#### [Saved data entries]
::::

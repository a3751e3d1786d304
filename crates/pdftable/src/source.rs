//! The inbound boundary of the table-finding pipeline: an abstract page
//! capability plus the concrete, in-memory [`Page`] that exercises it.
//!
//! Production integrations bind [`PageSource`] to a real PDF runtime; this
//! crate never parses a PDF itself.

use pdftable_core::{BBox, Char, CoreError, LinePath, RectPrim};

/// The axis convention a page's drawn primitives were produced in.
///
/// [`BBox`] and the rest of this crate always use top-origin coordinates
/// (y increases downward, `y0` is closer to the top of the page). A
/// bottom-origin source (y increases upward) is flipped into that
/// convention during primitive ingestion, once, for the lifetime of
/// the page.
#[derive(Debug, Clone, Copy, PartialEq, Eq, Default)]
pub enum AxisConvention {
    /// y increases downward; no transform is applied.
    #[default]
    TopOrigin,
    /// y increases upward; flipped to top-origin as primitives are ingested.
    BottomOrigin,
}

/// Abstract capability a page must provide for the pipeline to run against
/// it. A production integration implements this over a real PDF
/// runtime's page object; [`Page`] is the crate's own in-memory
/// implementation for callers who already have extracted primitives.
///
/// Sequences may be iterated at most once per call — implementors are not
/// required to support restarting an iterator.
pub trait PageSource {
    /// Page width in page units.
    fn width(&self) -> f64;
    /// Page height in page units.
    fn height(&self) -> f64;
    /// Characters on the page.
    fn chars(&self) -> Box<dyn Iterator<Item = Char> + '_>;
    /// Drawn line paths on the page.
    fn lines(&self) -> Box<dyn Iterator<Item = LinePath> + '_>;
    /// Drawn rectangles on the page.
    fn rects(&self) -> Box<dyn Iterator<Item = RectPrim> + '_>;
    /// Whether the page is still usable. `false` once the host has released
    /// it, or — for [`Page`] specifically — whenever primitives have not yet
    /// been extracted.
    fn is_valid(&self) -> bool;
}

/// Lifecycle state of a [`Page`].
///
/// Transitions are irreversible within one page's lifetime:
/// `Unloaded → Loaded → PrimitivesExtracted → Cleared`. Each transition
/// method rejects being called out of order with [`CoreError::InvalidPageState`].
#[derive(Debug, Clone, Copy, PartialEq, Eq)]
pub enum PageState {
    /// No geometry has been set yet.
    Unloaded,
    /// Width, height, and axis convention are known; primitives are not.
    Loaded,
    /// Primitives have been ingested and normalized. The only state
    /// `find_tables` and friends will run against.
    PrimitivesExtracted,
    /// The page has been released by the host; all primitives are dropped.
    Cleared,
}

fn drop_nan_or_zero_area(bbox: BBox) -> bool {
    bbox.is_finite() && bbox.width() > 0.0 && bbox.height() > 0.0
}

fn flip_char(mut ch: Char, page_height: f64, axis: AxisConvention) -> Option<Char> {
    if axis == AxisConvention::BottomOrigin {
        ch.bbox = ch.bbox.flip_y(page_height);
    }
    if !drop_nan_or_zero_area(ch.bbox) {
        return None;
    }
    Some(ch)
}

fn flip_line(mut line: LinePath, page_height: f64, axis: AxisConvention) -> Option<LinePath> {
    if axis == AxisConvention::BottomOrigin {
        for p in &mut line.points {
            p.y = page_height - p.y;
        }
    }
    if line.points.len() < 2 || line.points.iter().any(|p| !p.x.is_finite() || !p.y.is_finite()) {
        return None;
    }
    Some(line)
}

fn flip_rect(mut rect: RectPrim, page_height: f64, axis: AxisConvention) -> Option<RectPrim> {
    if axis == AxisConvention::BottomOrigin {
        rect.bbox = rect.bbox.flip_y(page_height);
    }
    if !drop_nan_or_zero_area(rect.bbox) {
        return None;
    }
    Some(rect)
}

/// Normalize bboxes, drop NaN/zero-area
/// entities, and apply the bottom-origin transform if configured.
pub(crate) fn ingest(
    chars: Vec<Char>,
    lines: Vec<LinePath>,
    rects: Vec<RectPrim>,
    page_height: f64,
    axis: AxisConvention,
) -> (Vec<Char>, Vec<LinePath>, Vec<RectPrim>) {
    let chars = chars.into_iter().filter_map(|c| flip_char(c, page_height, axis)).collect();
    let lines = lines.into_iter().filter_map(|l| flip_line(l, page_height, axis)).collect();
    let rects = rects.into_iter().filter_map(|r| flip_rect(r, page_height, axis)).collect();
    (chars, lines, rects)
}

/// An in-memory page built from already-extracted primitives.
///
/// `Page` is the crate's own [`PageSource`] implementation for callers who
/// have chars/lines/rects in hand but no PDF runtime of their own (tests,
/// fixtures, or a caller whose backend isn't wired through a full
/// `PageSource` implementation). It models its lifecycle as an explicit
/// state enum rather than with nullable fields.
#[derive(Debug, Clone)]
pub struct Page {
    state: PageState,
    width: f64,
    height: f64,
    axis: AxisConvention,
    chars: Vec<Char>,
    lines: Vec<LinePath>,
    rects: Vec<RectPrim>,
}

impl Page {
    /// A page with no geometry yet (`Unloaded`).
    pub fn unloaded() -> Self {
        Self {
            state: PageState::Unloaded,
            width: 0.0,
            height: 0.0,
            axis: AxisConvention::TopOrigin,
            chars: Vec::new(),
            lines: Vec::new(),
            rects: Vec::new(),
        }
    }

    /// Set the page's dimensions and axis convention (`Unloaded → Loaded`).
    pub fn load(&mut self, width: f64, height: f64, axis: AxisConvention) -> Result<(), CoreError> {
        if self.state != PageState::Unloaded {
            return Err(CoreError::InvalidPageState);
        }
        self.width = width;
        self.height = height;
        self.axis = axis;
        self.state = PageState::Loaded;
        Ok(())
    }

    /// Ingest raw primitives, normalizing and flipping them according
    /// to the axis convention set by [`Page::load`] (`Loaded → PrimitivesExtracted`).
    pub fn extract_primitives(
        &mut self,
        chars: Vec<Char>,
        lines: Vec<LinePath>,
        rects: Vec<RectPrim>,
    ) -> Result<(), CoreError> {
        if self.state != PageState::Loaded {
            return Err(CoreError::InvalidPageState);
        }
        let (chars, lines, rects) = ingest(chars, lines, rects, self.height, self.axis);
        self.chars = chars;
        self.lines = lines;
        self.rects = rects;
        self.state = PageState::PrimitivesExtracted;
        Ok(())
    }

    /// Convenience constructor: load and extract in one step, for callers
    /// who already have final geometry and normalized primitives in hand.
    pub fn from_primitives(
        width: f64,
        height: f64,
        axis: AxisConvention,
        chars: Vec<Char>,
        lines: Vec<LinePath>,
        rects: Vec<RectPrim>,
    ) -> Self {
        let mut page = Self::unloaded();
        page.load(width, height, axis).expect("unloaded page always accepts load()");
        page.extract_primitives(chars, lines, rects).expect("loaded page always accepts extract_primitives()");
        page
    }

    /// Release the page's primitives (`→ Cleared`), from any prior state.
    pub fn clear(&mut self) {
        self.chars.clear();
        self.lines.clear();
        self.rects.clear();
        self.state = PageState::Cleared;
    }

    /// Current lifecycle state.
    pub fn state(&self) -> PageState {
        self.state
    }
}

impl PageSource for Page {
    fn width(&self) -> f64 {
        self.width
    }

    fn height(&self) -> f64 {
        self.height
    }

    fn chars(&self) -> Box<dyn Iterator<Item = Char> + '_> {
        Box::new(self.chars.iter().cloned())
    }

    fn lines(&self) -> Box<dyn Iterator<Item = LinePath> + '_> {
        Box::new(self.lines.iter().cloned())
    }

    fn rects(&self) -> Box<dyn Iterator<Item = RectPrim> + '_> {
        Box::new(self.rects.iter().cloned())
    }

    fn is_valid(&self) -> bool {
        self.state == PageState::PrimitivesExtracted
    }
}

#[cfg(test)]
mod tests {
    use super::*;

    fn char_at(x0: f64, y0: f64, x1: f64, y1: f64) -> Char {
        Char { text: Some('a'), bbox: BBox::new(x0, y0, x1, y1), rotation: 0.0, upright: true, fontname: "F".into(), size: 10.0 }
    }

    #[test]
    fn state_machine_rejects_out_of_order_transitions() {
        let mut page = Page::unloaded();
        assert_eq!(page.state(), PageState::Unloaded);
        assert!(page.extract_primitives(vec![], vec![], vec![]).is_err());
        page.load(100.0, 200.0, AxisConvention::TopOrigin).unwrap();
        assert!(page.load(100.0, 200.0, AxisConvention::TopOrigin).is_err());
        page.extract_primitives(vec![], vec![], vec![]).unwrap();
        assert_eq!(page.state(), PageState::PrimitivesExtracted);
        assert!(page.is_valid());
        page.clear();
        assert_eq!(page.state(), PageState::Cleared);
        assert!(!page.is_valid());
    }

    #[test]
    fn extract_primitives_drops_nan_and_zero_area() {
        let mut page = Page::unloaded();
        page.load(100.0, 100.0, AxisConvention::TopOrigin).unwrap();
        let good = char_at(0.0, 0.0, 10.0, 10.0);
        let zero_area = char_at(5.0, 5.0, 5.0, 10.0);
        let nan = Char { bbox: BBox::new(f64::NAN, 0.0, 1.0, 1.0), ..char_at(0.0, 0.0, 1.0, 1.0) };
        page.extract_primitives(vec![good.clone(), zero_area, nan], vec![], vec![]).unwrap();
        let chars: Vec<Char> = page.chars().collect();
        assert_eq!(chars, vec![good]);
    }

    #[test]
    fn bottom_origin_flips_into_top_origin() {
        let mut page = Page::unloaded();
        page.load(100.0, 200.0, AxisConvention::BottomOrigin).unwrap();
        let ch = char_at(0.0, 10.0, 10.0, 20.0);
        page.extract_primitives(vec![ch], vec![], vec![]).unwrap();
        let chars: Vec<Char> = page.chars().collect();
        assert_eq!(chars[0].bbox, BBox::new(0.0, 180.0, 10.0, 190.0));
    }
}
//! Error types for the table-finding pipeline.

use std::fmt;

/// Errors the pipeline can return. All are terminal: callers get no partial
/// results, and none of these conditions are retried internally.
#[derive(Debug, Clone, PartialEq, Eq)]
pub enum CoreError {
    /// A setting failed validation (e.g. a negative tolerance).
    InvalidSettings(String),
    /// The page is not in a state the requested operation can run against
    /// (e.g. primitives have not been extracted, or the page was released).
    InvalidPageState,
    /// Text extraction was requested but no page was supplied to reconstruct
    /// words from.
    MissingPage,
    /// The operation was aborted via an external cancellation token.
    Cancelled,
}

impl fmt::Display for CoreError {
    fn fmt(&self, f: &mut fmt::Formatter<'_>) -> fmt::Result {
        match self {
            CoreError::InvalidSettings(msg) => write!(f, "invalid settings: {msg}"),
            CoreError::InvalidPageState => write!(f, "page is not in a state this operation can run against"),
            CoreError::MissingPage => write!(f, "text extraction requires a page but none was supplied"),
            CoreError::Cancelled => write!(f, "operation was cancelled"),
        }
    }
}

impl std::error::Error for CoreError {}
//! Locates tabular structures on text-based PDF pages and, optionally,
//! populates their cells with recovered text.
//!
//! This crate is the public-facing half of a two-crate split:
//! [`pdftable_core`] holds the backend-independent table-finding
//! algorithms; this crate adds the [`PageSource`] boundary a production
//! integration binds to a real PDF runtime, plus primitive ingestion and
//! the four public pipeline entry points.
//!
//! Binding to an actual PDF parser/renderer, document lifecycle
//! (open/password/page-iteration/release), and export formatting
//! (CSV/Markdown/HTML) are all outside this crate's scope — they're the
//! host integration's concern.
//!
//! # Quick Start
//!
//! ```
//! use pdftable::{AxisConvention, Page};
//! use pdftable_core::{LinePath, TableSettings};
//!
//! let lines = vec![
//!     LinePath::straight_segment(0.0, 0.0, 100.0, 0.0, 1.0),
//!     LinePath::straight_segment(0.0, 50.0, 100.0, 50.0, 1.0),
//!     LinePath::straight_segment(0.0, 0.0, 0.0, 50.0, 1.0),
//!     LinePath::straight_segment(100.0, 0.0, 100.0, 50.0, 1.0),
//! ];
//! let page = Page::from_primitives(100.0, 50.0, AxisConvention::TopOrigin, vec![], lines, vec![]);
//! let tables = pdftable::find_tables(&page, false, &TableSettings::default()).unwrap();
//! assert_eq!(tables.len(), 1);
//! ```
//!
//! # Feature Flags
//!
//! | Feature | Default | Description |
//! |---------|---------|-------------|
//! | `std` | Yes | Reserved for file-path conveniences a real backend integration would add. |
//! | `serde` | No | Adds `Serialize`/`Deserialize` to `pdftable-core`'s public data types. |
//! | `parallel` | No | Enables [`parallel::find_tables_many`] via rayon. |

#![deny(missing_docs)]

/// Optional cooperative cancellation between pipeline stages.
pub mod cancel;
/// Page-level parallelism convenience (requires the `parallel` feature).
#[cfg(feature = "parallel")]
pub mod parallel;
/// Wiring from a `PageSource` into the core pipeline.
pub mod pipeline;
/// The `PageSource` trait and the crate's own in-memory `Page`.
pub mod source;

pub use cancel::CancelToken;
pub use pipeline::{find_all_cells_bboxes, find_tables, find_tables_cancellable, find_tables_from_cells, get_edges};
pub use source::{AxisConvention, Page, PageState, PageSource};

#[cfg(test)]
mod tests {
    #[test]
    fn crate_compiles() {
        assert_eq!(2 + 2, 4);
    }
}
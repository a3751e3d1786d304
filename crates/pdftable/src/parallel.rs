//! Page-level parallelism: `find_tables` is pure, CPU-bound geometry
//! with no shared mutable state, so running it across many pages
//! concurrently is safe as long as each call sees its own `PageSource`.
//! This module is a thin `rayon` convenience over that guarantee — it adds
//! no pipeline-internal parallelism, since the stages are memory-bound
//! enough that splitting within one page isn't worth the overhead.

use rayon::prelude::*;

use pdftable_core::{CoreError, Table, TableSettings};

use crate::pipeline;
use crate::source::PageSource;

/// Run [`pipeline::find_tables`] over every page concurrently, preserving
/// input order in the result vector.
pub fn find_tables_many<P: PageSource + Sync>(
    pages: &[P],
    extract_text: bool,
    settings: &TableSettings,
) -> Vec<Result<Vec<Table>, CoreError>> {
    pages.par_iter().map(|page| pipeline::find_tables(page, extract_text, settings)).collect()
}

#[cfg(test)]
mod tests {
    use super::*;
    use crate::source::{AxisConvention, Page};
    use pdftable_core::LinePath;

    fn bordered_page() -> Page {
        let lines = vec![
            LinePath::straight_segment(0.0, 0.0, 100.0, 0.0, 1.0),
            LinePath::straight_segment(0.0, 50.0, 100.0, 50.0, 1.0),
            LinePath::straight_segment(0.0, 0.0, 0.0, 50.0, 1.0),
            LinePath::straight_segment(100.0, 0.0, 100.0, 50.0, 1.0),
        ];
        Page::from_primitives(100.0, 50.0, AxisConvention::TopOrigin, vec![], lines, vec![])
    }

    #[test]
    fn find_tables_many_preserves_order() {
        let pages = vec![bordered_page(), bordered_page(), bordered_page()];
        let results = find_tables_many(&pages, false, &TableSettings::default());
        assert_eq!(results.len(), 3);
        for result in results {
            assert_eq!(result.unwrap().len(), 1);
        }
    }
}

::::

#### [The problem]
Starting at the line above that contains "pub enum PageState", repeat each line exactly up to and including the line that contains "have chars/lines/rects in", and stop there.

#### [Result of this exercise]
pub enum PageState {
    /// No geometry has been set yet.
    Unloaded,
    /// Width, height, and axis convention are known; primitives are not.
    Loaded,
    /// Primitives have been ingested and normalized. The only state
    /// `find_tables` and friends will run against.
    PrimitivesExtracted,
    /// The page has been released by the host; all primitives are dropped.
    Cleared,
}

fn drop_nan_or_zero_area(bbox: BBox) -> bool {
    bbox.is_finite() && bbox.width() > 0.0 && bbox.height() > 0.0
}

fn flip_char(mut ch: Char, page_height: f64, axis: AxisConvention) -> Option<Char> {
    if axis == AxisConvention::BottomOrigin {
        ch.bbox = ch.bbox.flip_y(page_height);
    }
    if !drop_nan_or_zero_area(ch.bbox) {
        return None;
    }
    Some(ch)
}

fn flip_line(mut line: LinePath, page_height: f64, axis: AxisConvention) -> Option<LinePath> {
    if axis == AxisConvention::BottomOrigin {
        for p in &mut line.points {
            p.y = page_height - p.y;
        }
    }
    if line.points.len() < 2 || line.points.iter().any(|p| !p.x.is_finite() || !p.y.is_finite()) {
        return None;
    }
    Some(line)
}

fn flip_rect(mut rect: RectPrim, page_height: f64, axis: AxisConvention) -> Option<RectPrim> {
    if axis == AxisConvention::BottomOrigin {
        rect.bbox = rect.bbox.flip_y(page_height);
    }
    if !drop_nan_or_zero_area(rect.bbox) {
        return None;
    }
    Some(rect)
}

/// Normalize bboxes, drop NaN/zero-area
/// entities, and apply the bottom-origin transform if configured.
pub(crate) fn ingest(
    chars: Vec<Char>,
    lines: Vec<LinePath>,
    rects: Vec<RectPrim>,
    page_height: f64,
    axis: AxisConvention,
) -> (Vec<Char>, Vec<LinePath>, Vec<RectPrim>) {
    let chars = chars.into_iter().filter_map(|c| flip_char(c, page_height, axis)).collect();
    let lines = lines.into_iter().filter_map(|l| flip_line(l, page_height, axis)).collect();
    let rects = rects.into_iter().filter_map(|r| flip_rect(r, page_height, axis)).collect();
    (chars, lines, rects)
}

/// An in-memory page built from already-extracted primitives.
///
/// `Page` is the crate's own [`PageSource`] implementation for callers who
/// have chars/lines/rects in hand but no PDF runtime of their own (tests,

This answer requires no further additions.